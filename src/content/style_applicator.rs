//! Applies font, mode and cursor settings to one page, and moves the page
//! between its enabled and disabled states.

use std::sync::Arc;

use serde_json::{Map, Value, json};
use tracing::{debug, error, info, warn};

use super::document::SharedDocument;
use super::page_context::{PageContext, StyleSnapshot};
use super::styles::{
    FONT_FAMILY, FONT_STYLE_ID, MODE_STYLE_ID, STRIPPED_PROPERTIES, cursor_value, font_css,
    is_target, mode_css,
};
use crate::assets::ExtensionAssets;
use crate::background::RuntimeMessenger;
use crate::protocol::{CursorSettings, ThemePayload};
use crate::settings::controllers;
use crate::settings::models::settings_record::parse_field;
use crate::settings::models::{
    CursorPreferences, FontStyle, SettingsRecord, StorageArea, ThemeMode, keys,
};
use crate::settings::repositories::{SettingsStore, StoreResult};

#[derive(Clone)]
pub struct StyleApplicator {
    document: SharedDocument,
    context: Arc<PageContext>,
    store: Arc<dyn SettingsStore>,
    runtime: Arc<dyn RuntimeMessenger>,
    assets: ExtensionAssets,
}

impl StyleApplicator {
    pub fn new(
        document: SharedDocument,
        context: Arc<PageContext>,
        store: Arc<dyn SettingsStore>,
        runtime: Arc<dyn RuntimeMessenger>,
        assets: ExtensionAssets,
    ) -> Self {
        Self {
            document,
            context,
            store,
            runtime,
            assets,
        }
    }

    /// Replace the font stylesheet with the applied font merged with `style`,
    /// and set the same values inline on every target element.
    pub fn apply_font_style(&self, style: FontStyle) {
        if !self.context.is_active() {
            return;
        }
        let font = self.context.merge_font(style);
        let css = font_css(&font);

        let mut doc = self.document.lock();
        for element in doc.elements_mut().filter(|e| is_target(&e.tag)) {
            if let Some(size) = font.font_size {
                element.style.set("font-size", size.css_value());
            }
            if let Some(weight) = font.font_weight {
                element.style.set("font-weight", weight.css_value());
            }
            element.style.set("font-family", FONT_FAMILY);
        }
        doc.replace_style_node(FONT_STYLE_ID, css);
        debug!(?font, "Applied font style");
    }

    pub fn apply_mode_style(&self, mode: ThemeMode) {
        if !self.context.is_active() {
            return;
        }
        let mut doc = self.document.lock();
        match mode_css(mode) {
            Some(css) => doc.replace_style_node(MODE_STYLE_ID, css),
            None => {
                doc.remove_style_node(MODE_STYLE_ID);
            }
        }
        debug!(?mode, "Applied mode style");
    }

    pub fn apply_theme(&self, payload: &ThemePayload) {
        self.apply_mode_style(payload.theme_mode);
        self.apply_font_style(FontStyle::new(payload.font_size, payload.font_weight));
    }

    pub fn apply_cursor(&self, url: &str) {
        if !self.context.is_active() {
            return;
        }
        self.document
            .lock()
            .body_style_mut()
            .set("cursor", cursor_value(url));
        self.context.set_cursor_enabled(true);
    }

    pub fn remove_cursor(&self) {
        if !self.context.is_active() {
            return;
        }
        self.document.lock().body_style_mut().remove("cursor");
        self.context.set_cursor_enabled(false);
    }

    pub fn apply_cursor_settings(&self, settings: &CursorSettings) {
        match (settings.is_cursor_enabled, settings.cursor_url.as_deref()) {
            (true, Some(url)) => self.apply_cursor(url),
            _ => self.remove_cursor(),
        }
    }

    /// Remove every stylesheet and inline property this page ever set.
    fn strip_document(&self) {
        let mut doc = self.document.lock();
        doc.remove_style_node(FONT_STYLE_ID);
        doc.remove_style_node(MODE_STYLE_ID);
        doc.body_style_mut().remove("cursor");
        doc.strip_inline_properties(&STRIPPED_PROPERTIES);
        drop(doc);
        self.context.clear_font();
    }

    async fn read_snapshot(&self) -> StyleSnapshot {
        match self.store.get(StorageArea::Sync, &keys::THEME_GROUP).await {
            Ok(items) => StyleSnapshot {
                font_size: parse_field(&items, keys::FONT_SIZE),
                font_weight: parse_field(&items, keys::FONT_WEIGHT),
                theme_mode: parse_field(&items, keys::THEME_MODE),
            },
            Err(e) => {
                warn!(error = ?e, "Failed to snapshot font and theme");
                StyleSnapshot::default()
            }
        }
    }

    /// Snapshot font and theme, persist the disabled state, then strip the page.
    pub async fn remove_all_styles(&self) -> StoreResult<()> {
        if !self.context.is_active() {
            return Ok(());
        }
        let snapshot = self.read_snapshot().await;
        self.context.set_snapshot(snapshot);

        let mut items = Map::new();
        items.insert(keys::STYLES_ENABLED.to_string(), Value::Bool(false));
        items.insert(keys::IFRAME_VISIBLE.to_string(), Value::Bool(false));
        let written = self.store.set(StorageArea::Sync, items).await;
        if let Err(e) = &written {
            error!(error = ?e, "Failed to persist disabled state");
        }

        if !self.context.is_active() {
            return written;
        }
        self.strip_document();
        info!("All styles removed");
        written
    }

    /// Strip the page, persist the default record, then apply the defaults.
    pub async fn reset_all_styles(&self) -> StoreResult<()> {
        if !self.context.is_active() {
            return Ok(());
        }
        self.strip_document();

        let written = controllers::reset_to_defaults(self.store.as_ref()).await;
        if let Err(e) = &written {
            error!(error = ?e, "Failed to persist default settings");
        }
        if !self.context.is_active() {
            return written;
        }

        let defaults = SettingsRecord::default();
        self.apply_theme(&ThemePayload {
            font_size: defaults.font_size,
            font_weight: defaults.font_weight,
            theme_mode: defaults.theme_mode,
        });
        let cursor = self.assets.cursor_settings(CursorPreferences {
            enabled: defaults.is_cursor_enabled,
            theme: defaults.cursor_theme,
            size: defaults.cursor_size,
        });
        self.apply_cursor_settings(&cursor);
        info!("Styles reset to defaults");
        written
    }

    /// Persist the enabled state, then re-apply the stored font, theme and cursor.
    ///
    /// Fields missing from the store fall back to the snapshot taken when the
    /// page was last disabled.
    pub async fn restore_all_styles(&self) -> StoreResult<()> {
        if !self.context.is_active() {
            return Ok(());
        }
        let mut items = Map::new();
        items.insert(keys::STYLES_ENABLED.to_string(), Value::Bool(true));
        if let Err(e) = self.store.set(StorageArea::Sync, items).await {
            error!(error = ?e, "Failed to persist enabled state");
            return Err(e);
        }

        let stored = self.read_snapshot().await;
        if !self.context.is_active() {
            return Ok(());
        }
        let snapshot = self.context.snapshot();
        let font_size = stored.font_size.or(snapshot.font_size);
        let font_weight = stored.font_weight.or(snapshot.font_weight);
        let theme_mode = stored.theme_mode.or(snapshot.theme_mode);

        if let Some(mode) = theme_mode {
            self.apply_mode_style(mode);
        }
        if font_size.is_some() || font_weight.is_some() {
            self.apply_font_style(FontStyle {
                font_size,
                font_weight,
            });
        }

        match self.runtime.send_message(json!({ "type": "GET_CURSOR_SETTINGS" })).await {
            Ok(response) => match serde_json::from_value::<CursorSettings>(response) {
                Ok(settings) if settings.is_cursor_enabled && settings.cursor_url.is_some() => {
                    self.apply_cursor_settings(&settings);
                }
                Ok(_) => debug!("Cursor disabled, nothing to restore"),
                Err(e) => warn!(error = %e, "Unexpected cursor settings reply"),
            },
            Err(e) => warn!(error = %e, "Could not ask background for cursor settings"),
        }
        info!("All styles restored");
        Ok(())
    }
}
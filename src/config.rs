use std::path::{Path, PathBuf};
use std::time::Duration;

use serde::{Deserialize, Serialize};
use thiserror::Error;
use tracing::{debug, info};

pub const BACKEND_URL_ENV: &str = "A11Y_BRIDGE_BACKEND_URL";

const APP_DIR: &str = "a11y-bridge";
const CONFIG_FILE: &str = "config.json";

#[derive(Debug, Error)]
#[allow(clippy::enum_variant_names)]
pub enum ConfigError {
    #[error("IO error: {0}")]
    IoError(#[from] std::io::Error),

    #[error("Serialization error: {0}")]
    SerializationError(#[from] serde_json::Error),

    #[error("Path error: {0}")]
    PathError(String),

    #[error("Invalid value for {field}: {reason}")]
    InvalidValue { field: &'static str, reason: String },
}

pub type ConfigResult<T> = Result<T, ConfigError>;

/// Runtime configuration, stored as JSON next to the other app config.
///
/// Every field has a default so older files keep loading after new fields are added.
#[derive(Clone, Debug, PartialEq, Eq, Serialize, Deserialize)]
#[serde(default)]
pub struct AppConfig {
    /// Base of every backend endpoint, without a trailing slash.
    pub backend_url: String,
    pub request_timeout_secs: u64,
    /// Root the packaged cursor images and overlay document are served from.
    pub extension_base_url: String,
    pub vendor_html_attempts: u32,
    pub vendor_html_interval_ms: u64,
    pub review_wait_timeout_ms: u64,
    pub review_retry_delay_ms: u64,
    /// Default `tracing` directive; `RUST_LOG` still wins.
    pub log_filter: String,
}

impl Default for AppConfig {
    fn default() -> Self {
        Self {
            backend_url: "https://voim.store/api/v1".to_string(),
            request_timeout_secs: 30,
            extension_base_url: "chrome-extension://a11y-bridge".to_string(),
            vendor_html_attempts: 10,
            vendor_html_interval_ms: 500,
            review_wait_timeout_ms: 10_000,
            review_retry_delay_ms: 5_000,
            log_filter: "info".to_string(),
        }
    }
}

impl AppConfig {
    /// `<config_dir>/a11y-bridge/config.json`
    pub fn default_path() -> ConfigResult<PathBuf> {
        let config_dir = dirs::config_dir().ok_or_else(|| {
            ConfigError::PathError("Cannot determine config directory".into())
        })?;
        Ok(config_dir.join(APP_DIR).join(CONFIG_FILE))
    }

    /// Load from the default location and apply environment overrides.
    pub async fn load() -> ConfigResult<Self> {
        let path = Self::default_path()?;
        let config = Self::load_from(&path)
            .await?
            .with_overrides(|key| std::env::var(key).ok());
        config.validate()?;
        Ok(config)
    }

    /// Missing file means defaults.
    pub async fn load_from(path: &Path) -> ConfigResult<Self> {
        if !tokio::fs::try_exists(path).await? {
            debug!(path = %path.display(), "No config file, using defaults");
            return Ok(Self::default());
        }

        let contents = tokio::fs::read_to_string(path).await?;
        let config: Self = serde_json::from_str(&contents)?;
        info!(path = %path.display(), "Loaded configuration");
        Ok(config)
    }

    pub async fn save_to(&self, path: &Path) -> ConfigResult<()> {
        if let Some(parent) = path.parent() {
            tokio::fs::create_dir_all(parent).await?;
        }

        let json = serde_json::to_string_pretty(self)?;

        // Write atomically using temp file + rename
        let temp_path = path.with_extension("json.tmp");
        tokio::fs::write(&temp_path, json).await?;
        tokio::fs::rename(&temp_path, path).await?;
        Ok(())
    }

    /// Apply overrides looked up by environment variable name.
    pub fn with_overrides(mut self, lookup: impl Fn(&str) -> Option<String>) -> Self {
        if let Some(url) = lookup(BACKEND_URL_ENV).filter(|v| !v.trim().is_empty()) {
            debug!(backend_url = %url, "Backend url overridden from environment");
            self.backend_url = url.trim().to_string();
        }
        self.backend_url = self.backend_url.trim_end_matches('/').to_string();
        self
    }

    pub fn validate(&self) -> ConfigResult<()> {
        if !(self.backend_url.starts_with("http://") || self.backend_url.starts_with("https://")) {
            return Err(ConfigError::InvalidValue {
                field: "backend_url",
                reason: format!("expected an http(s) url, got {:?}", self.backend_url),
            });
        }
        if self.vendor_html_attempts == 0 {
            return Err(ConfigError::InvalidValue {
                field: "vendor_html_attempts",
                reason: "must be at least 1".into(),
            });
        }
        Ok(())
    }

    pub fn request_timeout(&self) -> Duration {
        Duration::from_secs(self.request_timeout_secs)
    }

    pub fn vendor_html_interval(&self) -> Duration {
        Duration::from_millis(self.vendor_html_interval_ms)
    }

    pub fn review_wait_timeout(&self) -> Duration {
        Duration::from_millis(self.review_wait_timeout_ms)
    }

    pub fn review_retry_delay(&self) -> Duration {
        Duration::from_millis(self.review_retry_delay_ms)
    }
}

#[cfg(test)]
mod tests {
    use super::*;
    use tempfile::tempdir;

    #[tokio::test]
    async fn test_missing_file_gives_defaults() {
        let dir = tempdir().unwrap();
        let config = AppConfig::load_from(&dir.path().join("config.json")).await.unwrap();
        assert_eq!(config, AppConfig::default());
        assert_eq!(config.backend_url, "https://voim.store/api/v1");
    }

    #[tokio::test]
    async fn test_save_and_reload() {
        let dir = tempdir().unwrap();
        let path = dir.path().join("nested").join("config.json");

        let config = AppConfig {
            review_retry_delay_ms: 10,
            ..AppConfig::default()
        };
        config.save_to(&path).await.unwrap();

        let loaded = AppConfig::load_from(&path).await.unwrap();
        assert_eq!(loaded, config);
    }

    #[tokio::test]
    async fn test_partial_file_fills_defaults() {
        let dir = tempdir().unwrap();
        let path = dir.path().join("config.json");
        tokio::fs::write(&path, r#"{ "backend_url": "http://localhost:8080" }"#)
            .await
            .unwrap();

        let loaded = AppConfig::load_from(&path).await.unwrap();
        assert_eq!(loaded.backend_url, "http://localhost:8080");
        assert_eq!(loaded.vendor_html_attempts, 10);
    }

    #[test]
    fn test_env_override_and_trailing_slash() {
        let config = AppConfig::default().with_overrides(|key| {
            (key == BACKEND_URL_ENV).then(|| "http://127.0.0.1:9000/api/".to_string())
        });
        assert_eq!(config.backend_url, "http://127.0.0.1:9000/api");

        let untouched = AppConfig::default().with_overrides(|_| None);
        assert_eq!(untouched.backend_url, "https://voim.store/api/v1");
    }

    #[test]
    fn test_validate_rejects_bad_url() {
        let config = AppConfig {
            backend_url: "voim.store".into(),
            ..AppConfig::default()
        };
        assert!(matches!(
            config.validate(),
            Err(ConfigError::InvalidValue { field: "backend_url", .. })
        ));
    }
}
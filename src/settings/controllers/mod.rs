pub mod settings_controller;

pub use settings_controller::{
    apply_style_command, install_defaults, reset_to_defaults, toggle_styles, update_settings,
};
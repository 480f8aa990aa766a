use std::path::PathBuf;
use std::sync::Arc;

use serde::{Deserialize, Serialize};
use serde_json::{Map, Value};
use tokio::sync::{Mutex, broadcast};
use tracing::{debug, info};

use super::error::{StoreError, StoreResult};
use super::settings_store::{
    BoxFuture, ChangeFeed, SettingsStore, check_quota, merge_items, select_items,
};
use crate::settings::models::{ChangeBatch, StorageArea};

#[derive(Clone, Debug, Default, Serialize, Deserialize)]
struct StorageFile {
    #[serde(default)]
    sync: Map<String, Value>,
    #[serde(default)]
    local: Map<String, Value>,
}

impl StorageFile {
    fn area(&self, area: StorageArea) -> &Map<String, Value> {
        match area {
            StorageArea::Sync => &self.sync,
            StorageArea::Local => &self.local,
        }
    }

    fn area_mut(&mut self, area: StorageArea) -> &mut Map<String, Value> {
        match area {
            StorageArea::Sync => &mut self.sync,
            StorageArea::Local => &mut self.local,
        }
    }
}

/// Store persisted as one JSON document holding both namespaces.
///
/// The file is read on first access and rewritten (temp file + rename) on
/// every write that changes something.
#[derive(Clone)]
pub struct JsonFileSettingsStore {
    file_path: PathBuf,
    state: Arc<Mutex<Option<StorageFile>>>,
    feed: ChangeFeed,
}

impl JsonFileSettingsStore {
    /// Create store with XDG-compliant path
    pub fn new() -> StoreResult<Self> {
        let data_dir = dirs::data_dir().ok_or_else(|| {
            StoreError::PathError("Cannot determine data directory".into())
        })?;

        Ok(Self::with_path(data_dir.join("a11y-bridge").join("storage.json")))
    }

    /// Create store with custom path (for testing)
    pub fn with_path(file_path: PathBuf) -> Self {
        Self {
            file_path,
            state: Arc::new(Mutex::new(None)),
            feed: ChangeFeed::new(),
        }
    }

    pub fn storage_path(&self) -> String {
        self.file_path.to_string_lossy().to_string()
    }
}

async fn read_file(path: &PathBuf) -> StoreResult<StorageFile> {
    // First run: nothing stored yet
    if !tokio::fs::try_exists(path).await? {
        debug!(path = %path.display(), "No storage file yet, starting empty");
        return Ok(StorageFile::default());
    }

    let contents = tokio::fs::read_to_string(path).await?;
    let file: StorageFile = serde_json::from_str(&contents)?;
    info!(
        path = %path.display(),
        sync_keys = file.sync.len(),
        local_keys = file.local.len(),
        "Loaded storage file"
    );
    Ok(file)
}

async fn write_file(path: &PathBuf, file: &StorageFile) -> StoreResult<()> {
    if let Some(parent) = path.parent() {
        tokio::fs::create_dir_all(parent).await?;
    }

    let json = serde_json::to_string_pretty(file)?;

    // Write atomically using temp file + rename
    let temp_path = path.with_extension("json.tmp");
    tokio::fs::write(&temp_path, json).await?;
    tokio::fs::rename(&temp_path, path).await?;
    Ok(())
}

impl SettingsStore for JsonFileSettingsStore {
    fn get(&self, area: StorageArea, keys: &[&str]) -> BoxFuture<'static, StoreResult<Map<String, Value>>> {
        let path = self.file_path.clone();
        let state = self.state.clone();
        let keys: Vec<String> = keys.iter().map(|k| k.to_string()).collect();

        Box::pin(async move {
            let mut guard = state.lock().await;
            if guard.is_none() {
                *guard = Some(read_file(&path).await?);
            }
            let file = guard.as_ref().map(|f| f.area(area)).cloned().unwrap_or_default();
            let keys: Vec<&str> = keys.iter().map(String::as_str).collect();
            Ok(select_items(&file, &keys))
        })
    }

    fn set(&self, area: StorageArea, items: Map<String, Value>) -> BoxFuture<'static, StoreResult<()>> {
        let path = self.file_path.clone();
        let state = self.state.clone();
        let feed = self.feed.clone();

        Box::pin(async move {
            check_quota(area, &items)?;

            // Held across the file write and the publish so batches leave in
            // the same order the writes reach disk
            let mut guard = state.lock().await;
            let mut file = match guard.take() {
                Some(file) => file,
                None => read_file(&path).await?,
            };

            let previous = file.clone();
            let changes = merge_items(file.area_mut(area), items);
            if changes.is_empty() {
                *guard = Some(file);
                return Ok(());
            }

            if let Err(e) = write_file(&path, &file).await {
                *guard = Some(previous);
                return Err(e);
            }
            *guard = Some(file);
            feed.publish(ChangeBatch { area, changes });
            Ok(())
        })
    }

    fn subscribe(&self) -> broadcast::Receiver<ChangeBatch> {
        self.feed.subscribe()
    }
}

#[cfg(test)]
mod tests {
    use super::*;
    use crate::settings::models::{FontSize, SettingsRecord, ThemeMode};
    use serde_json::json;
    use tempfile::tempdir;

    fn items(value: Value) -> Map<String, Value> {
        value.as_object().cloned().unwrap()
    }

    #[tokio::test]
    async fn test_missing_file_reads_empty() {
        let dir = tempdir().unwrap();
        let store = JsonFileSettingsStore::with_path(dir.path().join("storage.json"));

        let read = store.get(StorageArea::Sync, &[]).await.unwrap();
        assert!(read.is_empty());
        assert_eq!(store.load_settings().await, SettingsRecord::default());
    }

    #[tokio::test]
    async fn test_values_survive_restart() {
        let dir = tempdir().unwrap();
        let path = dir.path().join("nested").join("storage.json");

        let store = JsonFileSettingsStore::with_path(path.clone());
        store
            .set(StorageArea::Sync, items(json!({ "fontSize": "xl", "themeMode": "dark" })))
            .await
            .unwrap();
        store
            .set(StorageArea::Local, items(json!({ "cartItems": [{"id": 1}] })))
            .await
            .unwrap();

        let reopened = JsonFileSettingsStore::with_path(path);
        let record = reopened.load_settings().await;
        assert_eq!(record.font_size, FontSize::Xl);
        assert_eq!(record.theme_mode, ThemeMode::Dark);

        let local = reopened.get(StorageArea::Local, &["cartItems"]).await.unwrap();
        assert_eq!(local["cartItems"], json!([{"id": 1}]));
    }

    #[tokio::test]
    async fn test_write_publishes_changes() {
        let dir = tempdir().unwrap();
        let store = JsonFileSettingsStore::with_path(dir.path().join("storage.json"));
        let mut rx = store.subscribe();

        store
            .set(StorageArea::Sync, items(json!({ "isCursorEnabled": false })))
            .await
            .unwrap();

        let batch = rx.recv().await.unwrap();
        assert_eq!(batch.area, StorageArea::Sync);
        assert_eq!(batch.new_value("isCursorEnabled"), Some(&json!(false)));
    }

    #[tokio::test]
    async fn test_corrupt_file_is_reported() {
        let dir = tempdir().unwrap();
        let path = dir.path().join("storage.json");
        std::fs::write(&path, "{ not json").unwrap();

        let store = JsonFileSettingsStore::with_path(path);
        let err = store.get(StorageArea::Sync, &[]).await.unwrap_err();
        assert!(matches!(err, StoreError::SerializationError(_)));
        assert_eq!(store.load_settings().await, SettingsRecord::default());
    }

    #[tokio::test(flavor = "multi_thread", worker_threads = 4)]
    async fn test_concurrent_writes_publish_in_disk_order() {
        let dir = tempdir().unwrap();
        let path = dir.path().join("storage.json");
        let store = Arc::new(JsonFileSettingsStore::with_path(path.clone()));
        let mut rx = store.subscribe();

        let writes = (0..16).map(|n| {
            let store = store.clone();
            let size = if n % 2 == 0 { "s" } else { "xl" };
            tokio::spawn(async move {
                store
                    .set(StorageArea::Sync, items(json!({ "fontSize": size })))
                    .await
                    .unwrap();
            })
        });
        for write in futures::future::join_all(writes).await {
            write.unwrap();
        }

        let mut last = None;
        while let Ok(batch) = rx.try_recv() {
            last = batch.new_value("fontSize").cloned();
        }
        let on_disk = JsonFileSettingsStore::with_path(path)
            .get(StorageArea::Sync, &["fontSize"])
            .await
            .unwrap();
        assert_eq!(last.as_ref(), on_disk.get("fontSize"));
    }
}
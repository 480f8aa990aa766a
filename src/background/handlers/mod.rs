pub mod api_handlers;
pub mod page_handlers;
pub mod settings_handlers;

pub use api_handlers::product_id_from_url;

= = = = =

• [Activity]: Find the lines in the records that include the string "disabled", and reply with how many there are, nothing more.

• [Expected output]: 5